Will the positive buzz around psychedelics persuade the NIH to provide the millions of dollars needed to push the field forward?
Robin Carhart-Harris believes the first drug that will receive FDA clearance is psilocybin, which he speculates could become legal in the next five to ten years. However, the field of psychedelic-assisted therapy needs more and larger clinical trials, preferably with the support of the NIH.

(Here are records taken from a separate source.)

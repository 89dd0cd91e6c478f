use super::{LambdactlConfig, LogFormat};
use anyhow::{anyhow, Context, Result};

pub const ENV_PREFIX: &str = "LAMBDACTL_";

/// Abstraction over environment-variable lookups so tests can supply their
/// own source of overrides.
pub trait EnvSource {
    fn get(&self, key: &str) -> Option<String>;

    /// Get an environment variable WITHOUT the LAMBDACTL_ prefix
    /// Used for AWS standard variables (AWS_PROFILE, AWS_REGION)
    fn get_raw(&self, key: &str) -> Option<String>;
}

/// Apply environment-variable overrides to the config.
pub fn apply_env_overrides<E: EnvSource>(config: &mut LambdactlConfig, env: &E) -> Result<()> {
    // AWS targeting. Prefixed variables win over the SDK-standard ones.
    if let Some(profile) = get_env_string(env, "PROFILE")? {
        config.aws.profile = Some(profile);
    } else if let Some(profile) = get_raw_env_string(env, "AWS_PROFILE")? {
        config.aws.profile.get_or_insert(profile);
    }
    if let Some(region) = get_env_string(env, "REGION")? {
        config.aws.region = Some(region);
    } else if let Some(region) = get_raw_env_string(env, "AWS_REGION")? {
        config.aws.region.get_or_insert(region);
    }

    // Polling
    if let Some(val) = get_env_u64(env, "POLL_TIMEOUT_SECS")? {
        config.upgrade.poll_timeout_secs = val;
    }
    if let Some(val) = get_env_u64(env, "POLL_BASE_INTERVAL_MS")? {
        config.upgrade.poll_base_interval_ms = val;
    }
    if let Some(val) = get_env_u64(env, "POLL_MAX_INTERVAL_MS")? {
        config.upgrade.poll_max_interval_ms = val;
    }
    if let Some(val) = get_env_f64(env, "POLL_BACKOFF_FACTOR")? {
        config.upgrade.poll_backoff_factor = val;
    }

    // Logging
    if let Some(level) = get_env_string(env, "LOG_LEVEL")? {
        config.log.level = level;
    }
    if let Some(format) = get_env_string(env, "LOG_FORMAT")? {
        config.log.format = format
            .parse::<LogFormat>()
            .context("Invalid LAMBDACTL_LOG_FORMAT value")?;
    }

    Ok(())
}

fn get_env_string<E: EnvSource>(env: &E, key: &str) -> Result<Option<String>> {
    Ok(env.get(key).filter(|v| !v.is_empty()))
}

fn get_raw_env_string<E: EnvSource>(env: &E, key: &str) -> Result<Option<String>> {
    Ok(env.get_raw(key).filter(|v| !v.is_empty()))
}

fn get_env_u64<E: EnvSource>(env: &E, key: &str) -> Result<Option<u64>> {
    match get_env_string(env, key)? {
        Some(val) => {
            let parsed = val
                .parse::<u64>()
                .map_err(|e| anyhow!("Failed to parse {}{}: {}", ENV_PREFIX, key, e))?;
            Ok(Some(parsed))
        }
        None => Ok(None),
    }
}

fn get_env_f64<E: EnvSource>(env: &E, key: &str) -> Result<Option<f64>> {
    match get_env_string(env, key)? {
        Some(val) => {
            let parsed = val
                .parse::<f64>()
                .map_err(|e| anyhow!("Failed to parse {}{}: {}", ENV_PREFIX, key, e))?;
            Ok(Some(parsed))
        }
        None => Ok(None),
    }
}
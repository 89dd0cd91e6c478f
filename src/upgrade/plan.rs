//! Selection and plan building: reduce candidates to a minimal change plan.

use super::inventory::FunctionRecord;
use crate::cloud::ConfigurationUpdate;
use crate::prompt::Operator;
use anyhow::Result;
use serde::Serialize;
use tracing::debug;

/// How functions are picked from the candidate set, in precedence order
#[derive(Debug, Clone, PartialEq, Eq)]
pub enum Selection {
    /// Exact names; names outside the candidate set are reported as not found
    Include(Vec<String>),
    All,
    Interactive,
}

impl Selection {
    /// Resolve CLI flags. An explicit list wins over `--all`.
    pub fn from_flags(include: Vec<String>, all: bool) -> Self {
        if !include.is_empty() {
            Selection::Include(include)
        } else if all {
            Selection::All
        } else {
            Selection::Interactive
        }
    }
}

/// Candidates picked for planning
#[derive(Debug, Clone, PartialEq, Eq)]
pub struct Selected {
    pub records: Vec<FunctionRecord>,
    /// Requested names that are not candidates
    pub not_found: Vec<String>,
}

/// Apply the selection mode. `Ok(None)` means the operator cancelled.
pub fn select(
    candidates: &[FunctionRecord],
    selection: &Selection,
    operator: &dyn Operator,
) -> Result<Option<Selected>> {
    match selection {
        Selection::Include(names) => {
            // Keep candidate order (most recently invoked first)
            let records = candidates
                .iter()
                .filter(|c| names.iter().any(|n| n == &c.name))
                .cloned()
                .collect();
            let mut not_found: Vec<String> = Vec::new();
            for name in names {
                if !candidates.iter().any(|c| &c.name == name) && !not_found.contains(name) {
                    not_found.push(name.clone());
                }
            }
            Ok(Some(Selected { records, not_found }))
        }
        Selection::All => Ok(Some(Selected {
            records: candidates.to_vec(),
            not_found: Vec::new(),
        })),
        Selection::Interactive => {
            if candidates.is_empty() {
                return Ok(Some(Selected {
                    records: Vec::new(),
                    not_found: Vec::new(),
                }));
            }
            let labels: Vec<String> = candidates.iter().map(FunctionRecord::label).collect();
            let Some(chosen) = operator.select("Select functions to upgrade", &labels)? else {
                return Ok(None);
            };
            let mut chosen = chosen;
            chosen.sort_unstable();
            chosen.dedup();
            let records = chosen
                .into_iter()
                .filter_map(|i| candidates.get(i).cloned())
                .collect();
            Ok(Some(Selected {
                records,
                not_found: Vec::new(),
            }))
        }
    }
}

/// Per-function diff between current and desired state
#[derive(Debug, Clone, PartialEq, Eq, Serialize)]
pub struct UpgradePlanItem {
    pub name: String,
    pub from_runtime: String,
    pub to_runtime: String,
    pub from_layers: Vec<String>,
    /// Present only when a layer replacement was requested
    #[serde(skip_serializing_if = "Option::is_none")]
    pub to_layers: Option<Vec<String>>,
    pub change_runtime: bool,
    pub change_layers: bool,
}

impl UpgradePlanItem {
    pub fn needs_change(&self) -> bool {
        self.change_runtime || self.change_layers
    }

    /// The single update call for this item
    pub fn configuration_update(&self) -> ConfigurationUpdate {
        ConfigurationUpdate {
            runtime: self.change_runtime.then(|| self.to_runtime.clone()),
            layers: if self.change_layers {
                self.to_layers.clone()
            } else {
                None
            },
        }
    }
}

#[derive(Debug, Clone, PartialEq, Eq, Serialize)]
pub struct UpgradePlan {
    pub target_runtime: String,
    /// Executable items, in candidate order
    pub to_upgrade: Vec<UpgradePlanItem>,
    /// Selected items already matching the desired state; never submitted
    pub already_satisfied: Vec<UpgradePlanItem>,
    pub not_found: Vec<String>,
}

impl UpgradePlan {
    pub fn is_empty(&self) -> bool {
        self.to_upgrade.is_empty()
    }
}

/// Diff every selected record against the desired runtime and layers.
///
/// Layer replacement is a full replace: the desired list is compared
/// order-sensitively with the current one.
pub fn build_plan(
    selected: &Selected,
    target_runtime: &str,
    desired_layers: Option<&[String]>,
) -> UpgradePlan {
    let (to_upgrade, already_satisfied): (Vec<_>, Vec<_>) = selected
        .records
        .iter()
        .map(|record| plan_item(record, target_runtime, desired_layers))
        .partition(UpgradePlanItem::needs_change);

    debug!(
        to_upgrade = to_upgrade.len(),
        already_satisfied = already_satisfied.len(),
        not_found = selected.not_found.len(),
        "Built upgrade plan"
    );

    UpgradePlan {
        target_runtime: target_runtime.to_string(),
        to_upgrade,
        already_satisfied,
        not_found: selected.not_found.clone(),
    }
}

fn plan_item(
    record: &FunctionRecord,
    target_runtime: &str,
    desired_layers: Option<&[String]>,
) -> UpgradePlanItem {
    let change_runtime = !record.runtime.eq_ignore_ascii_case(target_runtime);
    let change_layers = desired_layers.is_some_and(|desired| record.layers.as_slice() != desired);

    UpgradePlanItem {
        name: record.name.clone(),
        from_runtime: record.runtime.clone(),
        to_runtime: target_runtime.to_string(),
        from_layers: record.layers.clone(),
        to_layers: desired_layers.map(<[String]>::to_vec),
        change_runtime,
        change_layers,
    }
}
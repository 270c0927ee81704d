//! Dissolve same-rank features into rank layers

use floodmax_core::{Error, Rank, RankedFeature, Result};
use std::collections::BTreeMap;
use tracing::debug;

use super::layer::RankLayer;
use crate::vector::union_all;

/// Dissolve every feature of one rank into a single rank layer.
///
/// Per-source seams are discarded: the result is exactly one (possibly
/// multi-part) geometry. Returns `None` when there are no features or their
/// union has no area, i.e. the rank is absent.
pub fn merge_rank<I>(rank: Rank, features: I) -> Result<Option<RankLayer>>
where
    I: IntoIterator<Item = RankedFeature>,
{
    let mut geometries = Vec::new();
    for feature in features {
        if feature.rank != rank {
            return Err(Error::Algorithm(format!(
                "rank {} feature passed to the rank {} merge",
                feature.rank, rank
            )));
        }
        geometries.push(feature.geometry);
    }

    if geometries.is_empty() {
        return Ok(None);
    }

    let count = geometries.len();
    let geometry = union_all(geometries);
    debug!("rank {}: dissolved {} feature(s) into {} part(s)", rank, count, geometry.0.len());

    if geometry.0.is_empty() {
        Ok(None)
    } else {
        Ok(Some(RankLayer::new(rank, geometry)))
    }
}

/// Group features of mixed ranks and dissolve each group.
///
/// Returns one layer per rank with data, ascending.
pub fn merge_ranks<I>(features: I) -> Vec<RankLayer>
where
    I: IntoIterator<Item = RankedFeature>,
{
    let mut groups: BTreeMap<Rank, Vec<_>> = BTreeMap::new();
    for feature in features {
        groups.entry(feature.rank).or_default().push(feature.geometry);
    }

    groups
        .into_iter()
        .map(|(rank, geometries)| RankLayer::new(rank, union_all(geometries)))
        .filter(|layer| !layer.geometry.0.is_empty())
        .collect()
}
//! Priority reduction of rank layers
//!
//! Produces a planar partition labeled by winning rank: at every location
//! the highest rank covering it wins, and a lower rank survives only outside
//! the footprint of every higher rank.
//!
//! Layers are consumed strictly from highest to lowest. Each step overlays
//! the next rank with the footprint of everything folded so far; the pieces
//! outside that footprint become the rank's final region and the footprint
//! grows to include them. Processing order alone implements the priority
//! law, so no separate conflict resolution is needed.

use floodmax_core::{Algorithm, Error, Result};
use tracing::debug;

use super::label::Label;
use super::layer::{Footprint, RankLayer, ResultPartition};
use crate::vector::{area, dissolve_by_label, overlay_union, union_all, Region};

/// Parameters for rank reduction
#[derive(Debug, Clone)]
pub struct ReduceParams {
    /// Overlay pieces with an area at or below this value (CRS units
    /// squared) are discarded as floating-point slivers.
    ///
    /// The default, 1e-12 square degrees, is roughly 0.01 m² at Japanese
    /// latitudes in EPSG:6668.
    pub sliver_epsilon: f64,
}

impl Default for ReduceParams {
    fn default() -> Self {
        Self {
            sliver_epsilon: 1e-12,
        }
    }
}

/// State threaded through the reduction fold
#[derive(Debug, Clone, PartialEq)]
pub struct Reduction {
    /// Finalized rank regions, highest rank first
    pub partition: ResultPartition,
    /// Union of every rank folded so far
    pub footprint: Footprint,
}

impl Reduction {
    /// Start from the highest rank: its layer is final as-is
    fn seed(layer: RankLayer) -> Self {
        let mut partition = ResultPartition::new();
        partition.push(Region::new(layer.rank, layer.geometry.clone()));
        Self {
            partition,
            footprint: Footprint::new(layer.geometry),
        }
    }

    /// Fold the next lower rank into the result
    fn fold_in(self, layer: RankLayer, params: &ReduceParams) -> Self {
        let rank = layer.rank;
        let incoming = [Region::new(Label::Rank(rank), layer.geometry)];
        let covered = [Region::new(Label::Accumulated, self.footprint.into_inner())];
        debug!("overlaying {} with {}", incoming[0].label, covered[0].label);

        // Anything the footprint covers stays accumulated; only the part of
        // the rank layer outside it keeps the rank.
        let pieces = overlay_union(&incoming, &covered, params.sliver_epsilon)
            .into_iter()
            .map(|piece| {
                let label = piece.sides.right().copied().unwrap_or(Label::Rank(rank));
                Region::new(label, piece.geometry)
            });
        let combined = dissolve_by_label(pieces);

        let footprint = Footprint::new(union_all(combined.iter().map(|r| r.geometry.clone())));
        let mut partition = self.partition;
        for region in combined {
            if let Some(r) = region.label.rank() {
                debug!("rank {}: {:.6e} units² outside higher ranks", r, area(&region.geometry));
                partition.push(region.relabel(r));
            }
        }

        Reduction { partition, footprint }
    }
}

/// Reduce rank layers to a priority partition.
///
/// # Arguments
/// * `layers` - One layer per active rank, in any order
/// * `params` - Sliver threshold
///
/// # Errors
/// `NoActiveRanks` when `layers` is empty, `DuplicateRank` when a rank
/// appears twice.
pub fn reduce(layers: Vec<RankLayer>, params: &ReduceParams) -> Result<Reduction> {
    let mut layers = layers;
    layers.sort_by(|a, b| b.rank.cmp(&a.rank));
    if let Some(pair) = layers.windows(2).find(|w| w[0].rank == w[1].rank) {
        return Err(Error::DuplicateRank(pair[0].rank.value()));
    }

    let mut descending = layers.into_iter();
    let highest = descending.next().ok_or(Error::NoActiveRanks)?;
    debug!("seeding reduction with rank {}", highest.rank);

    Ok(descending.fold(Reduction::seed(highest), |acc, layer| acc.fold_in(layer, params)))
}

/// Priority reduction as an [`Algorithm`]
#[derive(Debug, Clone, Default)]
pub struct PriorityReduce;

impl Algorithm for PriorityReduce {
    type Input = Vec<RankLayer>;
    type Output = Reduction;
    type Params = ReduceParams;
    type Error = Error;

    fn name(&self) -> &'static str {
        "Priority Reduce"
    }

    fn description(&self) -> &'static str {
        "Keep only the highest rank at every location of a set of rank layers"
    }

    fn execute(&self, input: Self::Input, params: Self::Params) -> Result<Self::Output> {
        reduce(input, &params)
    }
}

As Rucker and colleagues noted, the scientific literature bends toward the theme that the drugs are not necessarily therapeutic in and of themselves. It's the use of hallucinogens within a "psychologically supportive context" with a trained expert that's helpful. It's currently unknown how many users of recreational drugs are self-medicating for depression, anxiety, or other mental illnesses. But without the guidance of a knowledgeable psychotherapist, those who are self-medicating may not be helping themselves at all.
Will the positive buzz around psychedelics persuade the NIH to provide the millions of dollars needed to push the field forward? Given the changing climate in public opinion around these drugs and the need for breakthroughs in mental health therapies, it's possible that in the foreseeable future, this bold new therapy will become part of the mental health arsenal.